### What you should do
Transcribe the full listing so that each line reads as it does in the original.

### Excerpted data
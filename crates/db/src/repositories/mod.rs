//! Repository layer: unit structs with static async methods over `PgPool`.

mod auction_repo;
mod bid_repo;
mod category_repo;
mod user_repo;

pub use auction_repo::{AuctionPage, AuctionRepo, CancelError};
pub use bid_repo::{BidRepo, PlaceBidError};
pub use category_repo::CategoryRepo;
pub use user_repo::UserRepo;
use axum::extract::State;
use axum::{routing::get, Json, Router};
use serde::Serialize;

use crate::state::AppState;

/// Health check response payload.
#[derive(Serialize)]
pub struct HealthResponse {
    /// Overall service status.
    pub status: &'static str,
    /// Crate version from Cargo.toml.
    pub version: &'static str,
    /// Whether the database is reachable.
    pub db_healthy: bool,
}

/// GET /health -- returns service and database health.
async fn health_check(State(state): State<AppState>) -> Json<HealthResponse> {
    let db_healthy = aiforge_db::health_check(&state.pool).await.is_ok();

    let status = if db_healthy { "ok" } else { "degraded" };

    Json(HealthResponse {
        status,
        version: env!("CARGO_PKG_VERSION"),
        db_healthy,
    })
}

/// Mount health check routes (intended for root-level, NOT under `/api/v1`).
pub fn router() -> Router<AppState> {
    Router::new().route("/health", get(health_check))
}
//! Shared helpers for HTTP-level integration tests.
//!
//! Builds the production router (same middleware stack as `main.rs`) around
//! a test database pool and drives it in-process with `tower::oneshot`.

use std::sync::Arc;

use axum::body::Body;
use axum::http::{header, Method, Request};
use axum::response::Response;
use axum::Router;
use http_body_util::BodyExt;
use sqlx::PgPool;
use tower::ServiceExt;

use aiforge_api::auth::jwt::{generate_access_token, JwtConfig};
use aiforge_api::config::ServerConfig;
use aiforge_api::router::build_app_router;
use aiforge_api::state::AppState;

/// Build a test `ServerConfig` with safe defaults.
pub fn test_config() -> ServerConfig {
    ServerConfig {
        host: "127.0.0.1".to_string(),
        port: 0,
        cors_origins: vec!["http://localhost:5173".to_string()],
        request_timeout_secs: 30,
        jwt: JwtConfig {
            secret: "integration-test-secret".to_string(),
            access_token_expiry_mins: 60,
        },
    }
}

/// Build the full application router with all middleware layers, using the
/// given database pool.
pub fn build_test_app(pool: PgPool) -> Router {
    let config = test_config();
    let state = AppState {
        pool,
        config: Arc::new(config.clone()),
    };
    build_app_router(state, &config)
}

/// Mint an access token for an existing user id, signed with the test secret.
pub fn token_for(user_id: i64) -> String {
    generate_access_token(user_id, "user", &test_config().jwt).expect("token generation")
}

async fn send(
    app: &Router,
    method: Method,
    uri: &str,
    token: Option<&str>,
    body: Option<serde_json::Value>,
) -> Response {
    let mut builder = Request::builder().method(method).uri(uri);
    if let Some(token) = token {
        builder = builder.header(header::AUTHORIZATION, format!("Bearer {token}"));
    }
    let request = match body {
        Some(json) => builder
            .header(header::CONTENT_TYPE, "application/json")
            .body(Body::from(json.to_string())),
        None => builder.body(Body::empty()),
    }
    .expect("request construction");

    app.clone().oneshot(request).await.expect("request")
}

pub async fn get(app: &Router, uri: &str) -> Response {
    send(app, Method::GET, uri, None, None).await
}

pub async fn get_auth(app: &Router, uri: &str, token: &str) -> Response {
    send(app, Method::GET, uri, Some(token), None).await
}

pub async fn post_json(app: &Router, uri: &str, body: serde_json::Value) -> Response {
    send(app, Method::POST, uri, None, Some(body)).await
}

pub async fn post_json_auth(
    app: &Router,
    uri: &str,
    token: &str,
    body: serde_json::Value,
) -> Response {
    send(app, Method::POST, uri, Some(token), Some(body)).await
}

/// POST with a bearer token and no body (activate/cancel endpoints).
pub async fn post_auth(app: &Router, uri: &str, token: &str) -> Response {
    send(app, Method::POST, uri, Some(token), None).await
}

/// Collect a response body and parse it as JSON.
pub async fn body_json(response: Response) -> serde_json::Value {
    let bytes = response
        .into_body()
        .collect()
        .await
        .expect("body collect")
        .to_bytes();
    serde_json::from_slice(&bytes).expect("body should be JSON")
}

/// Insert a user directly (no credential) and mint a token for them.
pub async fn seed_user(pool: &PgPool, name: &str) -> (i64, String) {
    let user = aiforge_db::repositories::UserRepo::create(
        pool,
        &aiforge_db::models::user::CreateUser {
            name: name.to_string(),
            email: format!("{name}@test.com"),
            password_hash: None,
            avatar_url: None,
        },
    )
    .await
    .expect("user creation");
    let token = token_for(user.id);
    (user.id, token)
}

/// Request body for a valid auction creation.
pub fn auction_body(category_id: i64, starting_price: i64) -> serde_json::Value {
    serde_json::json!({
        "title": "AI Resume Builder SaaS",
        "description": "A complete SaaS application that uses an LLM to generate professional resumes. Includes billing and PDF export.",
        "category_id": category_id,
        "starting_price": starting_price,
        "duration": 7,
        "tags": ["saas", "ai"],
        "images": [
            { "url": "https://cdn.test/shot.png", "storage_key": "shot.png", "is_primary": true }
        ]
    })
}

/// First seeded category id.
pub async fn first_category(pool: &PgPool) -> i64 {
    aiforge_db::repositories::CategoryRepo::list(pool)
        .await
        .expect("categories")[0]
        .id
}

### Output for this task
filename crates/db/src/repositories/mod.rs
//! Repository layer: unit structs with static async methods over `PgPool`.

mod auction_repo;
mod bid_repo;
mod category_repo;
mod user_repo;

pub use auction_repo::{AuctionPage, AuctionRepo, CancelError};
pub use bid_repo::{BidRepo, PlaceBidError};
pub use category_repo::CategoryRepo;
pub use user_repo::UserRepo;
use axum::extract::State;
use axum::{routing::get, Json, Router};
use serde::Serialize;

use crate::state::AppState;

/// Health check response payload.
#[derive(Serialize)]
pub struct HealthResponse {
    /// Overall service status.
    pub status: &'static str,
    /// Crate version from Cargo.toml.
    pub version: &'static str,
    /// Whether the database is reachable.
    pub db_healthy: bool,
}

/// GET /health -- returns service and database health.
async fn health_check(State(state): State<AppState>) -> Json<HealthResponse> {
    let db_healthy = aiforge_db::health_check(&state.pool).await.is_ok();

    let status = if db_healthy { "ok" } else { "degraded" };

    Json(HealthResponse {
        status,
        version: env!("CARGO_PKG_VERSION"),
        db_healthy,
    })
}

/// Mount health check routes (intended for root-level, NOT under `/api/v1`).
pub fn router() -> Router<AppState> {
    Router::new().route("/health", get(health_check))
}
//! Shared helpers for HTTP-level integration tests.
//!
//! Builds the production router (same middleware stack as `main.rs`) around
//! a test database pool and drives it in-process with `tower::oneshot`.

use std::sync::Arc;

use axum::body::Body;
use axum::http::{header, Method, Request};
use axum::response::Response;
use axum::Router;
use http_body_util::BodyExt;
use sqlx::PgPool;
use tower::ServiceExt;

use aiforge_api::auth::jwt::{generate_access_token, JwtConfig};
use aiforge_api::config::ServerConfig;
use aiforge_api::router::build_app_router;
use aiforge_api::state::AppState;

/// Build a test `ServerConfig` with safe defaults.
pub fn test_config() -> ServerConfig {
    ServerConfig {
        host: "127.0.0.1".to_string(),
        port: 0,
        cors_origins: vec!["http://localhost:5173".to_string()],
        request_timeout_secs: 30,
        jwt: JwtConfig {
            secret: "integration-test-secret".to_string(),
            access_token_expiry_mins: 60,
        },
    }
}

/// Build the full application router with all middleware layers, using the
/// given database pool.
pub fn build_test_app(pool: PgPool) -> Router {
    let config = test_config();
    let state = AppState {
        pool,
        config: Arc::new(config.clone()),
    };
    build_app_router(state, &config)
}

/// Mint an access token for an existing user id, signed with the test secret.
pub fn token_for(user_id: i64) -> String {
    generate_access_token(user_id, "user", &test_config().jwt).expect("token generation")
}

async fn send(
    app: &Router,
    method: Method,
    uri: &str,
    token: Option<&str>,
    body: Option<serde_json::Value>,
) -> Response {
    let mut builder = Request::builder().method(method).uri(uri);
    if let Some(token) = token {
        builder = builder.header(header::AUTHORIZATION, format!("Bearer {token}"));
    }
    let request = match body {
        Some(json) => builder
            .header(header::CONTENT_TYPE, "application/json")
            .body(Body::from(json.to_string())),
        None => builder.body(Body::empty()),
    }
    .expect("request construction");

    app.clone().oneshot(request).await.expect("request")
}

pub async fn get(app: &Router, uri: &str) -> Response {
    send(app, Method::GET, uri, None, None).await
}

pub async fn get_auth(app: &Router, uri: &str, token: &str) -> Response {
    send(app, Method::GET, uri, Some(token), None).await
}

pub async fn post_json(app: &Router, uri: &str, body: serde_json::Value) -> Response {
    send(app, Method::POST, uri, None, Some(body)).await
}

pub async fn post_json_auth(
    app: &Router,
    uri: &str,
    token: &str,
    body: serde_json::Value,
) -> Response {
    send(app, Method::POST, uri, Some(token), Some(body)).await
}

/// POST with a bearer token and no body (activate/cancel endpoints).
pub async fn post_auth(app: &Router, uri: &str, token: &str) -> Response {
    send(app, Method::POST, uri, Some(token), None).await
}

/// Collect a response body and parse it as JSON.
pub async fn body_json(response: Response) -> serde_json::Value {
    let bytes = response
        .into_body()
        .collect()
        .await
        .expect("body collect")
        .to_bytes();
    serde_json::from_slice(&bytes).expect("body should be JSON")
}

/// Insert a user directly (no credential) and mint a token for them.
pub async fn seed_user(pool: &PgPool, name: &str) -> (i64, String) {
    let user = aiforge_db::repositories::UserRepo::create(
        pool,
        &aiforge_db::models::user::CreateUser {
            name: name.to_string(),
            email: format!("{name}@test.com"),
            password_hash: None,
            avatar_url: None,
        },
    )
    .await
    .expect("user creation");
    let token = token_for(user.id);
    (user.id, token)
}

/// Request body for a valid auction creation.
pub fn auction_body(category_id: i64, starting_price: i64) -> serde_json::Value {
    serde_json::json!({
        "title": "AI Resume Builder SaaS",
        "description": "A complete SaaS application that uses an LLM to generate professional resumes. Includes billing and PDF export.",
        "category_id": category_id,
        "starting_price": starting_price,
        "duration": 7,
        "tags": ["saas", "ai"],
        "images": [
            { "url": "https://cdn.test/shot.png", "storage_key": "shot.png", "is_primary": true }
        ]
    })
}

/// First seeded category id.
pub async fn first_category(pool: &PgPool) -> i64 {
    aiforge_db::repositories::CategoryRepo::list(pool)
        .await
        .expect("categories")[0]
        .id
}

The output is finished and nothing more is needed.